2. Middle Layer: REST API
The REST API works as a simple middle layer in the K2 Expense Claim App with ABBYY OCR. It does not store or cache anything. The core function is to convert data and to make 3 OCR API calls in 1 go. The source code of the Web API can be found on my GitHub – k2-expenses-receipts-ocr. I am not describing in details all pieces of code, that I used. Please, check my github repo, and if something is not clear, contact me directly.
The main points I had to implement in the middle layer, so that everything works smooth, are the following ones:
Convert ‘multipart/form-data’ into the MemoryStorage (i.e. a Buffer object)
When REST ServiceBroker sends a file, the content-type is ‘multipart/form-data’. This is not something ABBYY OCR API can work with. Therefore, I had to convert it and I did this with a Multer middleware for ExpressJs.
Convert XML response to JSON
Handle Authentication in a proper way
By default OCR SDK uses Basic authentication. And this is great, cause we can use Static authentication in our K2 Rest ServiceBroker. However, the first call, that the ServiceBroker makes, is always anonymous. And only after it gets the response 401.Unauthorized, which contains the supported ways of authentication in the headers (e.g. WWW-Authenticate=Basic realm=”401″), the K2 ServiceBroker sends the configured Static credentials in the Authorization header. This behavior was handled correctly in the REST API by checking the Authorization header and, if it is empty or contains something different from Basic one, the appropriate response is sent to K2 REST ServiceBroker.

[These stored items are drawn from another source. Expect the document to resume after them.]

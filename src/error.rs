use thiserror::Error;

#[derive(Error, Debug)]
pub enum ClipbotError {
    #[error("Couldn't parse range: {0}")]
    Parse(String),

    #[error("{0}")]
    Selection(String),

    #[error("Failed to read the video: {0}")]
    Probe(String),

    #[error("Download failed for clip {index}: {cause}")]
    WindowExtraction { index: usize, cause: String },

    #[error("Delivery failed: {0}")]
    Delivery(String),

    #[error("Error during processing: {0}")]
    Worker(String),

    #[error("Transport error: {0}")]
    Transport(String),

    #[error("Invalid configuration: {0}")]
    Config(String),

    #[error("IO error: {0}")]
    Io(#[from] std::io::Error),

    #[error("HTTP error: {0}")]
    Http(#[from] reqwest::Error),

    #[error("JSON error: {0}")]
    Json(#[from] serde_json::Error),
}

impl ClipbotError {
    /// Errors the router recovers from locally by reprompting the user.
    pub fn is_recoverable(&self) -> bool {
        matches!(self, ClipbotError::Parse(_) | ClipbotError::Selection(_))
    }
}

pub type Result<T> = std::result::Result<T, ClipbotError>;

Combine 3 different calls within 1
This functionality still requires a bit of testing and probably additional tweaks. The NodeJs by default is asynchronous. Therefore, I implemented an asynchronous way to handle 3 consecutive ABBYY OCR API calls:
- send the image to API OCR;
- wait for 2 sec and check status (if not ready, wit for another 2 sec etc.);
- when the task is processed, get the parsed results.
After I created the REST API and tested locally, I deployed it to Heroku, and my REST API automatically went live. Moreover, I was able to configure automatic deployment to Heroku platform, as soon as I commit the changes to a specific GitHub branch.
And the last part – is a K2 Expense Claim Application.
3. K2 Expense Claim Application with OCR
Inside K2 you basically have to do the following:
- Register REST Service Instance
- Generate Expense Claim App
- Modify the app, adding 1 SMO call.
REST Service Instance
In order to register a Service Instance, you can use the Swagger file, which is available inside the same GitHub repo. After registration, you will have a number of ServiceObjects, which you can use to build the methods you need.
Expense Claim App Generation
Very simple and user-friendly wizard, which can help you quickly generate standard applications in K2 Cloud or K2 Five.
Add 1 SMO call
The last thing, that you have to do, is to create some behavior in your form/view to start and handle receipts and image processing. For the demo I created a simple button, clicking which, the image is sent into the SMO and the SMO returns the results.
And this is it. All you need to do is to test your K2 Expense Claim App with ABBYY OCR
I hope this post can be helpful and also demonstrates the cool features of K2. Also, you need to pay attention, that the current approach is also suitable for K2 Cloud, which is really cool and removes the borders between K2 Five and K2 Cloud platforms.